5. Amendment to Section 8.6(f). Section 8.6(f) of the Agreement is amended to read as follows:
"8.6(f) entering into a capital lease so long as the proceeds of such capital lease are used first to make principal payments to the Bank in the amount of the Deferred Reduction and then to pay the unpaid purchase price for Konica copy machines. Any principal payment to Bank under this provision shall also be a reduction in the Commitment in addition to each reduction scheduled prior to August 1, 2001 provided for in Section 1.1 (a).

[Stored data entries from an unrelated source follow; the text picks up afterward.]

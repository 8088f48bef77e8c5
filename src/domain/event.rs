//! `Event` — a scheduled sporting contest, keyed by the upstream's opaque id.

use chrono::{DateTime, Utc};
use serde::{Deserialize, Serialize};

/// Lifecycle state of an `Event`, derived from the upstream status code.
#[derive(Debug, Clone, Copy, PartialEq, Eq, Serialize, Deserialize)]
#[serde(rename_all = "snake_case")]
pub enum EventStatus {
    Scheduled,
    InProgress,
    Finished,
    Cancelled,
}

#[derive(Debug, Clone, Serialize, Deserialize, sqlx::FromRow)]
pub struct Event {
    pub event_id: i64,
    pub sport: String,
    pub competition: String,
    pub home: String,
    pub away: String,
    pub start_time: DateTime<Utc>,
    pub ground_type: Option<String>,
    pub status: String,
    pub last_checked_at: DateTime<Utc>,
}

impl Event {
    pub fn status(&self) -> EventStatus {
        match self.status.as_str() {
            "finished" => EventStatus::Finished,
            "cancelled" => EventStatus::Cancelled,
            "in_progress" => EventStatus::InProgress,
            _ => EventStatus::Scheduled,
        }
    }

    pub fn minutes_to_start(&self, now: DateTime<Utc>) -> f64 {
        (self.start_time - now).num_seconds() as f64 / 60.0
    }
}

/// A single row returned by the upstream discovery/event-odds endpoints,
/// before it has been reconciled against the stored `Event`.
#[derive(Debug, Clone)]
pub struct UpstreamEventRecord {
    pub event_id: i64,
    pub sport: String,
    pub competition: String,
    pub home: String,
    pub away: String,
    pub start_time: DateTime<Utc>,
    pub ground_type: Option<String>,
}

#[cfg(test)]
mod tests {
    use super::*;

    fn sample(status: &str) -> Event {
        Event {
            event_id: 1,
            sport: "tennis".into(),
            competition: "ATP".into(),
            home: "Player A".into(),
            away: "Player B".into(),
            start_time: Utc::now(),
            ground_type: Some("hard".into()),
            status: status.into(),
            last_checked_at: Utc::now(),
        }
    }

    #[test]
    fn status_maps_known_strings() {
        assert_eq!(sample("finished").status(), EventStatus::Finished);
        assert_eq!(sample("cancelled").status(), EventStatus::Cancelled);
        assert_eq!(sample("in_progress").status(), EventStatus::InProgress);
        assert_eq!(sample("scheduled").status(), EventStatus::Scheduled);
        assert_eq!(sample("anything_else").status(), EventStatus::Scheduled);
    }

    #[test]
    fn minutes_to_start_is_positive_before_kickoff() {
        let mut e = sample("scheduled");
        e.start_time = Utc::now() + chrono::Duration::minutes(30);
        let m = e.minutes_to_start(Utc::now());
        assert!((29.0..=30.0).contains(&m));
    }
}
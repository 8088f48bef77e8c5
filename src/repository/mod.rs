//! Postgres access layer.
//!
//! Built on `sqlx::query`/`query_as`/`query_scalar`, with
//! `ON CONFLICT ... DO UPDATE`/`DO NOTHING` upserts where a row may already
//! exist from an earlier sweep.

use chrono::{DateTime, Utc};
use sqlx::PgPool;

use crate::domain::{Event, EventResult, OddsRecord};
use crate::error::EngineError;
use crate::matcher::HistoricalCandidate;

fn db_err(e: sqlx::Error) -> EngineError {
    EngineError::Database(e.to_string())
}

pub struct Repository {
    pool: PgPool,
}

impl Repository {
    pub fn new(pool: PgPool) -> Self {
        Self { pool }
    }

    /// Insert a newly-discovered event, or refresh its start time and status
    /// if the upstream feed has since corrected them.
    pub async fn upsert_event(&self, event: &Event) -> Result<(), EngineError> {
        sqlx::query(
            r#"
            INSERT INTO events (event_id, sport, competition, home, away, start_time, ground_type, status, last_checked_at)
            VALUES ($1, $2, $3, $4, $5, $6, $7, $8, now())
            ON CONFLICT (event_id) DO UPDATE SET
                start_time = EXCLUDED.start_time,
                status = EXCLUDED.status,
                ground_type = COALESCE(EXCLUDED.ground_type, events.ground_type),
                last_checked_at = now()
            "#,
        )
        .bind(event.event_id)
        .bind(&event.sport)
        .bind(&event.competition)
        .bind(&event.home)
        .bind(&event.away)
        .bind(event.start_time)
        .bind(&event.ground_type)
        .bind(&event.status)
        .execute(&self.pool)
        .await
        .map_err(db_err)?;
        Ok(())
    }

    pub async fn get_event(&self, event_id: i64) -> Result<Option<Event>, EngineError> {
        sqlx::query_as::<_, Event>("SELECT * FROM events WHERE event_id = $1")
            .bind(event_id)
            .fetch_optional(&self.pool)
            .await
            .map_err(db_err)
    }

    pub async fn list_recent_events(&self, limit: i64) -> Result<Vec<Event>, EngineError> {
        sqlx::query_as::<_, Event>("SELECT * FROM events ORDER BY start_time DESC LIMIT $1")
            .bind(limit)
            .fetch_all(&self.pool)
            .await
            .map_err(db_err)
    }

    /// Events whose start time falls within `window` minutes from `now`,
    /// used by the pre-start sweep.
    pub async fn events_starting_within(
        &self,
        now: DateTime<Utc>,
        window_minutes: i64,
    ) -> Result<Vec<Event>, EngineError> {
        sqlx::query_as::<_, Event>(
            r#"
            SELECT * FROM events
            WHERE status = 'scheduled'
              AND start_time > $1
              AND start_time <= $1 + make_interval(mins => $2::int)
            ORDER BY start_time ASC
            "#,
        )
        .bind(now)
        .bind(window_minutes as i32)
        .fetch_all(&self.pool)
        .await
        .map_err(db_err)
    }

    /// Events past their sport's result cutoff that still have no result row.
    pub async fn events_awaiting_result(&self, now: DateTime<Utc>) -> Result<Vec<Event>, EngineError> {
        sqlx::query_as::<_, Event>(
            r#"
            SELECT e.* FROM events e
            LEFT JOIN results r ON r.event_id = e.event_id
            WHERE r.event_id IS NULL
              AND e.status <> 'cancelled'
              AND e.start_time < $1
            ORDER BY e.start_time ASC
            "#,
        )
        .bind(now)
        .fetch_all(&self.pool)
        .await
        .map_err(db_err)
    }

    pub async fn events_without_result_all(&self) -> Result<Vec<Event>, EngineError> {
        sqlx::query_as::<_, Event>(
            r#"
            SELECT e.* FROM events e
            LEFT JOIN results r ON r.event_id = e.event_id
            WHERE r.event_id IS NULL AND e.status <> 'cancelled'
            ORDER BY e.start_time ASC
            "#,
        )
        .fetch_all(&self.pool)
        .await
        .map_err(db_err)
    }

    pub async fn events_without_final_odds(&self) -> Result<Vec<Event>, EngineError> {
        sqlx::query_as::<_, Event>(
            r#"
            SELECT e.* FROM events e
            JOIN odds_records o ON o.event_id = e.event_id
            WHERE o.one_final IS NULL
            ORDER BY e.start_time ASC
            "#,
        )
        .fetch_all(&self.pool)
        .await
        .map_err(db_err)
    }

    pub async fn upsert_opening_odds(&self, event_id: i64, one: f64, x: Option<f64>, two: f64) -> Result<(), EngineError> {
        sqlx::query(
            r#"
            INSERT INTO odds_records (event_id, one_open, x_open, two_open, open_captured_at)
            VALUES ($1, $2, $3, $4, now())
            ON CONFLICT (event_id) DO UPDATE SET
                one_open = COALESCE(odds_records.one_open, EXCLUDED.one_open),
                x_open = COALESCE(odds_records.x_open, EXCLUDED.x_open),
                two_open = COALESCE(odds_records.two_open, EXCLUDED.two_open),
                open_captured_at = COALESCE(odds_records.open_captured_at, EXCLUDED.open_captured_at)
            "#,
        )
        .bind(event_id)
        .bind(one)
        .bind(x)
        .bind(two)
        .execute(&self.pool)
        .await
        .map_err(db_err)?;
        Ok(())
    }

    pub async fn upsert_final_odds(&self, event_id: i64, one: f64, x: Option<f64>, two: f64) -> Result<(), EngineError> {
        sqlx::query(
            r#"
            INSERT INTO odds_records (event_id, one_final, x_final, two_final, final_captured_at)
            VALUES ($1, $2, $3, $4, now())
            ON CONFLICT (event_id) DO UPDATE SET
                one_final = EXCLUDED.one_final,
                x_final = EXCLUDED.x_final,
                two_final = EXCLUDED.two_final,
                final_captured_at = now()
            "#,
        )
        .bind(event_id)
        .bind(one)
        .bind(x)
        .bind(two)
        .execute(&self.pool)
        .await
        .map_err(db_err)?;
        Ok(())
    }

    pub async fn get_odds_record(&self, event_id: i64) -> Result<Option<OddsRecord>, EngineError> {
        sqlx::query_as::<_, OddsRecord>("SELECT * FROM odds_records WHERE event_id = $1")
            .bind(event_id)
            .fetch_optional(&self.pool)
            .await
            .map_err(db_err)
    }

    pub async fn insert_result(&self, result: &EventResult) -> Result<(), EngineError> {
        sqlx::query(
            r#"
            INSERT INTO results (event_id, home_score, away_score, winner_side, collected_at)
            VALUES ($1, $2, $3, $4, $5)
            ON CONFLICT (event_id) DO NOTHING
            "#,
        )
        .bind(result.event_id)
        .bind(result.home_score)
        .bind(result.away_score)
        .bind(&result.winner_side)
        .bind(result.collected_at)
        .execute(&self.pool)
        .await
        .map_err(db_err)?;
        Ok(())
    }

    /// Every historical (event, odds, result) row for a sport, drawn from
    /// the `alert_eligible` search space, used as the candidate pool for the
    /// history matcher. `exclude_event_id` keeps a target event from ever
    /// matching against itself; the matcher also re-checks this
    /// independently of how it was queried.
    pub async fn historical_matches_for_sport(
        &self,
        sport: &str,
        exclude_event_id: i64,
    ) -> Result<Vec<HistoricalCandidate>, EngineError> {
        let rows = sqlx::query_as::<_, HistoricalRow>(
            r#"
            SELECT * FROM alert_eligible
            WHERE sport = $1 AND event_id <> $2
            "#,
        )
        .bind(sport)
        .bind(exclude_event_id)
        .fetch_all(&self.pool)
        .await
        .map_err(db_err)?;

        Ok(rows.into_iter().map(HistoricalRow::into_candidate).collect())
    }

    pub async fn refresh_alert_eligible_view(&self) -> Result<(), EngineError> {
        sqlx::query("REFRESH MATERIALIZED VIEW CONCURRENTLY alert_eligible")
            .execute(&self.pool)
            .await
            .map_err(db_err)?;
        Ok(())
    }

    /// Scheduled events with a captured opening triple — the matcher's
    /// prediction targets. Distinct from `alert_eligible`, which is the
    /// *resulted* search space the matcher draws candidates from.
    pub async fn events_pending_alert(&self) -> Result<Vec<Event>, EngineError> {
        sqlx::query_as::<_, Event>(
            r#"
            SELECT e.* FROM events e
            JOIN odds_records o ON o.event_id = e.event_id
            WHERE e.status = 'scheduled'
              AND o.one_open IS NOT NULL
              AND o.two_open IS NOT NULL
            ORDER BY e.start_time ASC
            "#,
        )
        .fetch_all(&self.pool)
        .await
        .map_err(db_err)
    }
}

#[derive(sqlx::FromRow)]
struct HistoricalRow {
    event_id: i64,
    home: String,
    away: String,
    competition: String,
    one_open: Option<f64>,
    x_open: Option<f64>,
    two_open: Option<f64>,
    one_final: Option<f64>,
    x_final: Option<f64>,
    two_final: Option<f64>,
    var_one: Option<f64>,
    var_x: Option<f64>,
    var_two: Option<f64>,
    open_captured_at: Option<DateTime<Utc>>,
    final_captured_at: Option<DateTime<Utc>>,
    home_score: i32,
    away_score: i32,
    winner_side: String,
    point_diff: i32,
    result_collected_at: DateTime<Utc>,
}

impl HistoricalRow {
    fn into_candidate(self) -> HistoricalCandidate {
        HistoricalCandidate {
            event_id: self.event_id,
            home: self.home,
            away: self.away,
            competition: self.competition,
            odds: OddsRecord {
                event_id: self.event_id,
                one_open: self.one_open,
                x_open: self.x_open,
                two_open: self.two_open,
                one_final: self.one_final,
                x_final: self.x_final,
                two_final: self.two_final,
                var_one: self.var_one,
                var_x: self.var_x,
                var_two: self.var_two,
                open_captured_at: self.open_captured_at,
                final_captured_at: self.final_captured_at,
            },
            result: EventResult {
                event_id: self.event_id,
                home_score: self.home_score,
                away_score: self.away_score,
                winner_side: self.winner_side,
                point_diff: self.point_diff,
                collected_at: self.result_collected_at,
            },
        }
    }
}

6. No Further Amendment. Except as expressly modified by this Amendment, the Agreement shall remain unmodified and in full force and effect, and the parties hereby ratify their respective obligations thereunder. Without limiting the foregoing, the Borrower expressly reaffirms and ratifies its obligations to pay or reimburse Bank on request for all reasonable expenses, including legal fees, actually incurred by Bank in connection with the preparation of this Amendment, any other amendment documents and the closing of the transactions contemplated hereby and thereby.
7. Miscellaneous.
(a) Entire Agreement. This Amendment comprises the entire agreement of the parties with respect to the subject matter hereof and supersedes all prior oral or written agreements, representations or commitments.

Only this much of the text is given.